Un evento di grande rilievo spirituale attende la comunità parrocchiale di Santa Gemma Galgani, in via Castelvetrano. Domenica 8 marzo 2026, alle ore 11.00, nel corso di una solenne celebrazione eucaristica, sarà proclamato ufficialmente Compatrono della parrocchia.
La Santa Messa sarà presieduta dal Vescovo della Diocesi, Mons. Angelo Giurdanella, e durante la celebrazione avverrà anche l’accoglienza del nuovo reliquiario del giovane beato, segno concreto della sua presenza spirituale e della speciale devozione che la comunità nutre nei suoi confronti.
Grande l’emozione nelle parole del parroco, don Franco Geraldo Caruso, che annuncia così questo momento storico per la parrocchia:
«Con immensa gioia e profonda gratitudine al Signore, la Comunità Parrocchiale di Santa Gemma annuncia che San Carlo Acutis diventa ufficialmente Compatrono della nostra Parrocchia.

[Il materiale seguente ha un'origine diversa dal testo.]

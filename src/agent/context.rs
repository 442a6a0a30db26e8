use chrono::Local;

/// Render the current local time the way it is prepended to requests.
pub fn current_time_line() -> String {
    format!("Current time: {}", Local::now().format("%A, %B %e, %Y %H:%M"))
}

/// Prefix `text` with injected context in fixed order: current time, then
/// an optional search-snippet block, then the original text.
///
/// The result is only ever sent to the model; persisted history keeps the
/// original text untouched.
pub fn inject_context(text: &str, search_block: Option<&str>) -> String {
    let mut out = current_time_line();
    out.push('\n');
    if let Some(block) = search_block {
        out.push_str("Relevant web results:\n");
        out.push_str(block);
        out.push('\n');
    }
    out.push('\n');
    out.push_str(text);
    out
}

#[cfg(test)]
mod tests {
    use super::{current_time_line, inject_context};

    #[test]
    fn time_comes_first_then_search_then_text() {
        let injected = inject_context("what is new?", Some("- headline (https://a)"));

        let time_at = injected.find("Current time:").unwrap();
        let search_at = injected.find("Relevant web results:").unwrap();
        let text_at = injected.find("what is new?").unwrap();
        assert!(time_at < search_at);
        assert!(search_at < text_at);
    }

    #[test]
    fn no_search_block_when_absent() {
        let injected = inject_context("hello", None);
        assert!(!injected.contains("Relevant web results:"));
        assert!(injected.ends_with("hello"));
    }

    #[test]
    fn time_line_has_stable_prefix() {
        assert!(current_time_line().starts_with("Current time: "));
    }
}
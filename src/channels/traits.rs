use crate::error::ChannelError;
use async_trait::async_trait;
use tokio_util::sync::CancellationToken;

/// Media downloaded from the platform, ready for relay to the model.
#[derive(Debug, Clone)]
pub struct MediaAttachment {
    pub mime_type: String,
    pub data: Vec<u8>,
    pub filename: Option<String>,
}

/// One normalized inbound turn handed to the orchestrator.
#[derive(Debug, Clone)]
pub struct InboundTurn {
    pub chat_id: i64,
    pub message_id: Option<i64>,
    pub text: Option<String>,
    pub attachments: Vec<MediaAttachment>,
    /// Content kinds the platform sent that cannot be relayed (stickers,
    /// polls, ...). Carried so the orchestrator can account for them.
    pub unsupported: Vec<String>,
}

/// A message received from the chat platform.
#[derive(Debug, Clone)]
pub struct ChannelMessage {
    pub id: String,
    pub chat_id: i64,
    pub message_id: Option<i64>,
    pub text: Option<String>,
    pub attachments: Vec<MediaAttachment>,
    pub unsupported: Vec<String>,
    pub timestamp: u64,
}

impl ChannelMessage {
    pub fn into_turn(self) -> InboundTurn {
        InboundTurn {
            chat_id: self.chat_id,
            message_id: self.message_id,
            text: self.text,
            attachments: self.attachments,
            unsupported: self.unsupported,
        }
    }
}

/// Core channel trait — implement for any messaging platform.
#[async_trait]
pub trait Channel: Send + Sync {
    /// Human-readable channel name
    fn name(&self) -> &str;

    fn max_message_length(&self) -> usize {
        usize::MAX
    }

    /// Send a message through this channel
    async fn send(&self, chat_id: i64, message: &str) -> Result<(), ChannelError>;

    async fn send_typing(&self, _chat_id: i64) -> Result<(), ChannelError> {
        Ok(())
    }

    /// Start listening for incoming messages (long-running). Returns when
    /// `shutdown` fires or the receiver side is dropped.
    async fn listen(
        &self,
        tx: tokio::sync::mpsc::Sender<ChannelMessage>,
        shutdown: CancellationToken,
    ) -> anyhow::Result<()>;

    /// Send a long message split at the platform's length limit.
    async fn send_chunked(&self, chat_id: i64, message: &str) -> Result<(), ChannelError> {
        for chunk in chunk_message(message, self.max_message_length()) {
            self.send(chat_id, &chunk).await?;
        }
        Ok(())
    }
}

/// Split `message` into chunks of at most `max_len` characters, keeping
/// char boundaries intact.
pub fn chunk_message(message: &str, max_len: usize) -> Vec<String> {
    if max_len == 0 || message.chars().count() <= max_len {
        return vec![message.to_string()];
    }
    let chars: Vec<char> = message.chars().collect();
    chars
        .chunks(max_len)
        .map(|chunk| chunk.iter().collect())
        .collect()
}
pub mod cache;
pub mod history;
pub mod state;

pub use cache::{CHAT_KEY_PREFIX, ChatStateCache};
pub use history::{
    HISTORY_CHAR_BUDGET, HistoryManager, MAX_HISTORY_ENTRIES, build_request_history, encode_parts,
};
pub use state::{
    ChatSettings, ChatState, ContentPart, HistoryEntry, Role, ThinkingMode, TurnPart,
};
use serde::{Deserialize, Serialize};
use serde_json::Value;
use strum::{Display, EnumString};

/// Current version of the persisted chat-state envelope.
pub const STATE_SCHEMA_VERSION: u32 = 1;

// ─── Turn content ───────────────────────────────────────────────────────────

/// Role of a stored conversation turn.
#[derive(Debug, Clone, Copy, PartialEq, Eq, Serialize, Deserialize)]
#[serde(rename_all = "snake_case")]
pub enum Role {
    User,
    Model,
}

/// One serializable piece of a turn. The tagged encoding is the persisted
/// wire form; kinds added in the future decode to absent on old binaries
/// instead of poisoning the whole record.
#[derive(Debug, Clone, PartialEq, Eq, Serialize, Deserialize)]
#[serde(tag = "kind", rename_all = "snake_case")]
pub enum ContentPart {
    Text { content: String },
    File { uri: String, mime_type: String },
}

impl ContentPart {
    /// Characters of model-visible text this part contributes.
    pub fn text_len(&self) -> usize {
        match self {
            Self::Text { content } => content.chars().count(),
            Self::File { .. } => 0,
        }
    }

    pub fn is_file(&self) -> bool {
        matches!(self, Self::File { .. })
    }
}

/// A piece of an inbound turn before storage filtering. Channels may hand
/// the orchestrator content the model cannot consume (stickers, contacts,
/// polls); those arrive as `Unsupported` and are dropped at append time.
#[derive(Debug, Clone)]
pub enum TurnPart {
    Text(String),
    File { uri: String, mime_type: String },
    Unsupported { kind: String },
}

/// One user message or model reply.
#[derive(Debug, Clone, PartialEq, Eq, Serialize, Deserialize)]
pub struct HistoryEntry {
    pub role: Role,
    pub parts: Vec<ContentPart>,
    /// Originating platform message id, for traceability.
    #[serde(default, skip_serializing_if = "Option::is_none")]
    pub message_id: Option<i64>,
}

impl HistoryEntry {
    pub fn text_len(&self) -> usize {
        self.parts.iter().map(ContentPart::text_len).sum()
    }

    pub fn has_file(&self) -> bool {
        self.parts.iter().any(ContentPart::is_file)
    }
}

// ─── Per-chat settings ──────────────────────────────────────────────────────

#[derive(
    Debug, Clone, Copy, PartialEq, Eq, Serialize, Deserialize, Display, EnumString, Default,
)]
#[serde(rename_all = "snake_case")]
#[strum(serialize_all = "snake_case", ascii_case_insensitive)]
pub enum ThinkingMode {
    Off,
    #[default]
    Balanced,
    Extended,
}

/// Validated per-chat settings, defaulted at decode time rather than at
/// each call site.
#[derive(Debug, Clone, Copy, PartialEq, Eq, Serialize, Deserialize)]
pub struct ChatSettings {
    #[serde(default)]
    pub thinking: ThinkingMode,
    #[serde(default)]
    pub proactive_search: bool,
}

impl Default for ChatSettings {
    fn default() -> Self {
        Self {
            thinking: ThinkingMode::default(),
            proactive_search: false,
        }
    }
}

// ─── Chat state & persisted envelope ────────────────────────────────────────

/// Live per-chat state: bounded history plus settings.
#[derive(Debug, Clone, Default, PartialEq, Eq)]
pub struct ChatState {
    pub history: Vec<HistoryEntry>,
    pub settings: ChatSettings,
}

/// Versioned persisted form. History entries stay as raw JSON values so a
/// single undecodable entry is skipped instead of failing the whole load.
#[derive(Serialize, Deserialize)]
struct StoredChatState {
    version: u32,
    history: Vec<Value>,
    #[serde(default)]
    settings: ChatSettings,
}

impl ChatState {
    pub fn encode(&self) -> serde_json::Result<Vec<u8>> {
        let stored = StoredChatState {
            version: STATE_SCHEMA_VERSION,
            history: self
                .history
                .iter()
                .map(serde_json::to_value)
                .collect::<serde_json::Result<_>>()?,
            settings: self.settings,
        };
        serde_json::to_vec(&stored)
    }

    /// Reconstruct a state from persisted bytes. Decode failures are
    /// reported and skipped at the finest granularity that leaves the rest
    /// of the record usable; a fully unreadable blob yields a default state.
    pub fn decode(bytes: &[u8]) -> Self {
        let stored: StoredChatState = match serde_json::from_slice(bytes) {
            Ok(stored) => stored,
            Err(err) => {
                tracing::warn!("unreadable chat record, starting fresh: {err}");
                return Self::default();
            }
        };

        if stored.version > STATE_SCHEMA_VERSION {
            tracing::warn!(
                version = stored.version,
                supported = STATE_SCHEMA_VERSION,
                "chat record written by a newer version; unknown content will be dropped"
            );
        }

        let mut history = Vec::with_capacity(stored.history.len());
        for value in &stored.history {
            if let Some(entry) = decode_entry(value) {
                history.push(entry);
            } else {
                tracing::warn!("skipping undecodable history entry");
            }
        }

        Self {
            history,
            settings: stored.settings,
        }
    }
}

/// Decode one stored entry, filtering unknown part kinds. Entries whose
/// role is unrecognized or whose parts all fail to decode are absent.
fn decode_entry(value: &Value) -> Option<HistoryEntry> {
    let role: Role = serde_json::from_value(value.get("role")?.clone()).ok()?;
    let raw_parts = value.get("parts")?.as_array()?;

    let mut parts = Vec::with_capacity(raw_parts.len());
    for raw in raw_parts {
        match serde_json::from_value::<ContentPart>(raw.clone()) {
            Ok(part) => parts.push(part),
            Err(err) => tracing::warn!("dropping undecodable content part: {err}"),
        }
    }
    if parts.is_empty() {
        return None;
    }

    let message_id = value.get("message_id").and_then(Value::as_i64);
    Some(HistoryEntry {
        role,
        parts,
        message_id,
    })
}
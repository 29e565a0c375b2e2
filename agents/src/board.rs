use crate::players::Side;
use itertools::Itertools;
use ndarray::prelude::*;
use std::{
    fmt,
    ops::{Deref, DerefMut},
};

pub const BOARD_ROWS: usize = 3;
pub const BOARD_COLS: usize = 3;
pub const EMPTY: char = '-';

#[derive(Debug, Clone, Copy, PartialEq, Eq)]
pub enum Winner {
    Cross,
    Nought,
    Tie,
    None,
}

#[derive(Debug, Clone)]
pub struct GameState {
    pub tiles: Array<char, Dim<[usize; 2]>>,
}

impl Deref for GameState {
    type Target = Array<char, Dim<[usize; 2]>>;
    fn deref(&self) -> &Self::Target {
        &self.tiles
    }
}

impl DerefMut for GameState {
    fn deref_mut(&mut self) -> &mut Self::Target {
        &mut self.tiles
    }
}

impl fmt::Display for GameState {
    fn fmt(&self, f: &mut fmt::Formatter) -> fmt::Result {
        write!(f, "{}", &self.iter().collect::<String>())
    }
}

impl GameState {
    pub fn new() -> Self {
        GameState {
            tiles: Array::from_elem((BOARD_ROWS, BOARD_COLS), EMPTY),
        }
    }

    /// Row-major serialization of the nine cells. Two boards with the same
    /// cell contents produce the same key no matter which move order
    /// reached them.
    pub fn to_state_key(&self) -> String {
        self.iter().collect::<String>()
    }

    pub fn draw(&self) {
        println!("* * * * *");
        self.to_string()
            .chars()
            .tuples::<(_, _, _)>()
            .for_each(|a| println!("* {} {} {} *", a.0, a.1, a.2));
        println!("* * * * *");
    }

    /// Every empty cell, in row-major order.
    pub fn available_moves(&self) -> Vec<(usize, usize)> {
        (*self)
            .indexed_iter()
            .filter(|(_index, &value)| value == EMPTY)
            .map(|(index, _)| index)
            .collect()
    }

    pub fn is_full(&self) -> bool {
        self.iter().all(|&value| value != EMPTY)
    }

    /// The caller is responsible for only placing into available cells.
    pub fn place(&mut self, side: Side, mv: (usize, usize)) {
        let (row, col) = mv;
        debug_assert!(
            self[[row, col]] == EMPTY,
            "cell ({row}, {col}) is already occupied"
        );
        *self.get_mut([row, col]).unwrap() = side.as_char();
    }

    /// Copy of this state with one tentative placement, for scoring a
    /// candidate move without touching the live board.
    pub fn with_move(&self, side: Side, mv: (usize, usize)) -> GameState {
        let mut next = self.clone();
        next.place(side, mv);
        next
    }

    /// Line checks come first, so a full board that contains a line still
    /// reports the winner rather than a tie.
    pub fn winner(&self) -> Winner {
        if *self == Side::Cross.as_char() {
            return Winner::Cross;
        }
        if *self == Side::Nought.as_char() {
            return Winner::Nought;
        }
        if self.is_full() {
            Winner::Tie
        } else {
            Winner::None
        }
    }
}

impl Default for GameState {
    fn default() -> Self {
        Self::new()
    }
}

/// True when some row, column or diagonal holds three of the given mark.
impl PartialEq<char> for GameState {
    fn eq(&self, other: &char) -> bool {
        for row in self.rows() {
            if row.fold(true, |acc, x| acc && (x == other)) {
                return true;
            }
        }
        for column in self.columns() {
            if column.fold(true, |acc, x| acc && (x == other)) {
                return true;
            }
        }
        if self.diag().fold(true, |acc, x| acc && (x == other)) {
            return true;
        }
        if self[[0, 2]] == *other && self[[1, 1]] == *other && self[[2, 0]] == *other {
            return true;
        }
        false
    }
}
use crate::board::{GameState, Winner};
use crate::config::{NUM_GAMES, SILENT, STATS_INTERVAL};
use crate::players::{HeuristicPlayer, HumanPlayer, LearningPlayer, Player, Side};
use anyhow::{anyhow, Error};
use colored::Colorize;
use std::mem;

pub mod board;
pub mod config;
pub mod players;
pub mod value_table;

/// Runs games between two policies and keeps the running score. The `p1`
/// seat plays Cross (the first move) for the current game; `swap_players`
/// rotates the seats together with their counters.
pub struct Arena {
    pub board: GameState,
    pub p1: Box<dyn Player>,
    pub p2: Box<dyn Player>,
    pub wins_p1: u32,
    pub wins_p2: u32,
    pub ties: u32,
    pub games: u32,
}

impl Arena {
    pub fn new(p1: Box<dyn Player>, p2: Box<dyn Player>) -> Self {
        Arena {
            board: GameState::new(),
            p1,
            p2,
            wins_p1: 0,
            wins_p2: 0,
            ties: 0,
            games: 0,
        }
    }

    /// Play one game to completion. Every move a policy returns is checked
    /// against the available list; an out-of-list move aborts the game
    /// with an error instead of corrupting the board.
    pub fn play(&mut self) -> Result<Winner, Error> {
        loop {
            let outcome = Self::half_turn(&mut self.board, self.p1.as_mut(), Side::Cross)?;
            if outcome != Winner::None {
                return Ok(self.finish(outcome));
            }
            let outcome = Self::half_turn(&mut self.board, self.p2.as_mut(), Side::Nought)?;
            if outcome != Winner::None {
                return Ok(self.finish(outcome));
            }
        }
    }

    fn half_turn(
        board: &mut GameState,
        player: &mut dyn Player,
        side: Side,
    ) -> Result<Winner, Error> {
        let available = board.available_moves();
        let mv = player.choose_move(board, &available, side);
        if !available.contains(&mv) {
            return Err(anyhow!(
                "{} returned unavailable move ({}, {})",
                player.get_name(),
                mv.0,
                mv.1
            ));
        }
        board.place(side, mv);
        if !SILENT.with(|s| s.get()) {
            println!(
                "{} is making its move: {}, {}",
                player.get_name(),
                mv.0 + 1,
                mv.1 + 1
            );
            board.draw();
        }
        Ok(board.winner())
    }

    fn finish(&mut self, outcome: Winner) -> Winner {
        self.games += 1;
        let silent = SILENT.with(|s| s.get());
        match outcome {
            Winner::Cross => {
                self.wins_p1 += 1;
                if !silent {
                    println!("{} won!", self.p1.get_name());
                }
                self.p1.game_over(1.0);
                self.p2.game_over(0.0);
            }
            Winner::Nought => {
                self.wins_p2 += 1;
                if !silent {
                    println!("{} won!", self.p2.get_name());
                }
                self.p1.game_over(0.0);
                self.p2.game_over(1.0);
            }
            Winner::Tie => {
                self.ties += 1;
                if !silent {
                    println!("Tie");
                }
                // Tie rewards are asymmetric between the seats.
                self.p1.game_over(0.25);
                self.p2.game_over(0.5);
            }
            Winner::None => unreachable!("finish is only called on terminal outcomes"),
        }
        outcome
    }

    /// Fresh board and a new episode for both players; learned state stays.
    pub fn reset(&mut self) {
        self.board = GameState::new();
        self.p1.reset();
        self.p2.reset();
    }

    pub fn reset_stats(&mut self) {
        self.games = 0;
        self.wins_p1 = 0;
        self.wins_p2 = 0;
        self.ties = 0;
    }

    pub fn swap_players(&mut self) {
        mem::swap(&mut self.p1, &mut self.p2);
        mem::swap(&mut self.wins_p1, &mut self.wins_p2);
    }

    pub fn into_players(self) -> (Box<dyn Player>, Box<dyn Player>) {
        (self.p1, self.p2)
    }

    pub fn draw_stats(&self) {
        if self.games == 0 {
            return;
        }
        let games = self.games as f32;
        let p1_name = if self.wins_p1 > self.wins_p2 {
            self.p1.get_name().green()
        } else {
            self.p1.get_name().red()
        };
        let p2_name = if self.wins_p2 > self.wins_p1 {
            self.p2.get_name().green()
        } else {
            self.p2.get_name().red()
        };
        println!(
            "Wins: {}: {} ({:.1}%), {}: {} ({:.1}%), Ties: {} ({:.1}%)",
            p1_name,
            self.wins_p1,
            self.wins_p1 as f32 / games * 100.0,
            p2_name,
            self.wins_p2,
            self.wins_p2 as f32 / games * 100.0,
            self.ties,
            self.ties as f32 / games * 100.0,
        );
    }
}

/// The main schedule: the seats swap every second game so the first-move
/// advantage alternates, and the statistics print and reset every
/// `STATS_INTERVAL` games.
pub fn play_games_with_swap(
    games: u32,
    p1: Box<dyn Player>,
    p2: Box<dyn Player>,
) -> Result<Arena, Error> {
    let mut arena = Arena::new(p1, p2);
    for game in 0..games {
        arena.play()?;
        arena.reset();
        if game % 2 == 0 && game > 0 {
            arena.swap_players();
        }
        if game % STATS_INTERVAL == 0 && game > 0 {
            arena.draw_stats();
            arena.reset_stats();
        }
    }
    if games % 2 == 0 {
        arena.swap_players();
    }
    arena.draw_stats();
    Ok(arena)
}

/// Fixed seats; plays twice the requested game count.
pub fn play_games(games: u32, p1: Box<dyn Player>, p2: Box<dyn Player>) -> Result<Arena, Error> {
    let mut arena = Arena::new(p1, p2);
    for game in 0..games * 2 {
        arena.play()?;
        arena.reset();
        if game % STATS_INTERVAL == 0 && game > 0 {
            arena.draw_stats();
            arena.reset_stats();
        }
    }
    arena.draw_stats();
    Ok(arena)
}

pub fn train_learning_vs_heuristic() -> Result<(), Error> {
    let learner = Box::new(LearningPlayer::with_rates("Learning 1", 0.1, 0.2));
    let enhanced = Box::new(HeuristicPlayer::new("Enhanced"));
    play_games_with_swap(NUM_GAMES, learner, enhanced)?;
    Ok(())
}

/// Trains an agent for this process run only (nothing is loaded from or
/// saved to disk), then puts it against a human with exploration switched
/// off.
pub fn play_human_vs_learning() -> Result<(), Error> {
    let learner = Box::new(LearningPlayer::with_rates("Learning", 0.1, 0.2));
    let enhanced = Box::new(HeuristicPlayer::new("Enhanced"));
    println!("Training for {NUM_GAMES} games...");
    let arena = play_games_with_swap(NUM_GAMES, learner, enhanced)?;

    let (a, b) = arena.into_players();
    let mut trained = if a.get_name() == "Learning" { a } else { b };
    trained.set_exploration_rate(0.0);

    let human = Box::new(HumanPlayer::new("Human"));
    let mut arena = Arena::new(human, trained);
    SILENT.with(|s| s.set(false));
    let outcome = arena.play()?;
    SILENT.with(|s| s.set(true));
    match outcome {
        Winner::Cross => println!("Congratulations, you have won!"),
        Winner::Nought => println!("Really sorry, you have lost."),
        _ => println!("The game ended in a draw."),
    }
    Ok(())
}
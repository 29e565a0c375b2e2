use std::time::Instant;

fn main() {
    let start = Instant::now();

    if let Err(err) = agents::train_learning_vs_heuristic() {
        eprintln!("match aborted: {err}");
    }
    //agents::play_human_vs_learning();

    println!();
    println!(
        "It took {:.1} second(s) to complete.",
        start.elapsed().as_secs_f32()
    );
}
//! Content Binder

use crate::collaborators::{NodeId, SceneGraph};
use crate::observability::{log_event, Event};
use std::rc::Rc;

/// Result of one bind attempt
#[derive(Debug, Clone, Copy, PartialEq, Eq)]
pub enum BindOutcome {
    /// Content moved under the anchor, world pose preserved
    Reparented,
    /// Content already parented under the anchor
    AlreadyBound,
    /// Content root or anchor unavailable
    MissingNode,
}

/// Keeps the content root parented under the shared anchor.
pub struct ContentBinder {
    scene: Rc<dyn SceneGraph>,
    content: Option<NodeId>,
    anchor: Option<NodeId>,
}

impl ContentBinder {
    pub fn new(scene: Rc<dyn SceneGraph>, content: Option<NodeId>, anchor: Option<NodeId>) -> Self {
        Self {
            scene,
            content,
            anchor,
        }
    }

    /// Reparent content under the anchor unless it is already there.
    pub fn bind(&self) -> BindOutcome {
        let (Some(content), Some(anchor)) = (self.content, self.anchor) else {
            log_event(Event::ContentBindSkipped, &[("reason", "not_configured")]);
            return BindOutcome::MissingNode;
        };
        if !self.scene.exists(content) || !self.scene.exists(anchor) {
            log_event(Event::ContentBindSkipped, &[("reason", "node_missing")]);
            return BindOutcome::MissingNode;
        }
        if self.scene.parent(content) == Some(anchor) {
            return BindOutcome::AlreadyBound;
        }

        self.scene.set_parent(content, Some(anchor), true);
        log_event(
            Event::ContentBound,
            &[
                ("anchor", &anchor.to_string()),
                ("content", &content.to_string()),
            ],
        );
        BindOutcome::Reparented
    }
}

#[cfg(test)]
mod tests {
    use super::*;
    use crate::geometry::{Pose, Quat, Vec3};
    use crate::sim::MemoryScene;

    fn setup() -> (Rc<MemoryScene>, NodeId, NodeId) {
        let scene = Rc::new(MemoryScene::new());
        let anchor = scene.add_node(
            "anchor",
            None,
            Pose::new(Vec3::new(3.0, 0.0, 1.0), Quat::from_yaw(90.0)),
        );
        let content = scene.add_node("content", None, Pose::at(Vec3::new(0.0, 1.0, 0.0)));
        (scene, anchor, content)
    }

    #[test]
    fn test_bind_twice_reparents_once() {
        let (scene, anchor, content) = setup();
        let binder = ContentBinder::new(scene.clone(), Some(content), Some(anchor));

        assert_eq!(binder.bind(), BindOutcome::Reparented);
        assert_eq!(binder.bind(), BindOutcome::AlreadyBound);

        assert_eq!(scene.reparent_count(), 1);
        assert_eq!(scene.parent(content), Some(anchor));
    }

    #[test]
    fn test_bind_preserves_world_pose() {
        let (scene, anchor, content) = setup();
        let before = scene.world_pose(content).unwrap();

        ContentBinder::new(scene.clone(), Some(content), Some(anchor)).bind();

        let after = scene.world_pose(content).unwrap();
        assert!(after.position.distance(before.position) < 1e-5);
    }

    #[test]
    fn test_missing_nodes_skip() {
        let (scene, anchor, _) = setup();
        assert_eq!(
            ContentBinder::new(scene.clone(), None, Some(anchor)).bind(),
            BindOutcome::MissingNode
        );
        assert_eq!(
            ContentBinder::new(scene.clone(), Some(NodeId(999)), Some(anchor)).bind(),
            BindOutcome::MissingNode
        );
        assert_eq!(scene.reparent_count(), 0);
    }
}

Domenica 8 marzo 2026, alle ore 11.00, celebreremo l’Eucaristia presieduta dal Vescovo Angelo e accoglieremo il nuovo reliquiario del Santo. Un evento di grazia per tutta la comunità, un segno di speranza per i giovani, un invito a camminare verso l’Eucaristia con cuore puro e innamorato di Dio. Come ci ricorda San Carlo: “Tutti nascono come originali, ma molti muoiono come fotocopie”. Che il suo esempio ci aiuti a essere cristiani autentici, radicati nell’Eucaristia e aperti al Cielo. Vi aspettiamo numerosi per condividere questa grande festa di fede!»
La scelta di Carlo Acutis come compatrono rappresenta un segno forte per il territorio mazarese, in particolare per le nuove generazioni. Il giovane beato, morto a soli 15 anni nel 2006, è divenuto in tutto il mondo simbolo di una fede semplice e profonda, capace di parlare ai ragazzi attraverso il linguaggio del nostro tempo, senza perdere il centro della vita cristiana: l’Eucaristia, che egli definiva “la mia autostrada per il Cielo”.
La celebrazione di domenica 8 marzo si preannuncia come un momento di intensa partecipazione per l’intera comunità parrocchiale e per quanti vorranno unirsi a questa giornata di festa, preghiera e rinnovato impegno cristiano.
Un appuntamento che segna una nuova pagina nella storia della Parrocchia Santa Gemma Galgani e che consegna alla città un messaggio chiaro: la santità è possibile, anche oggi, anche per i giovani.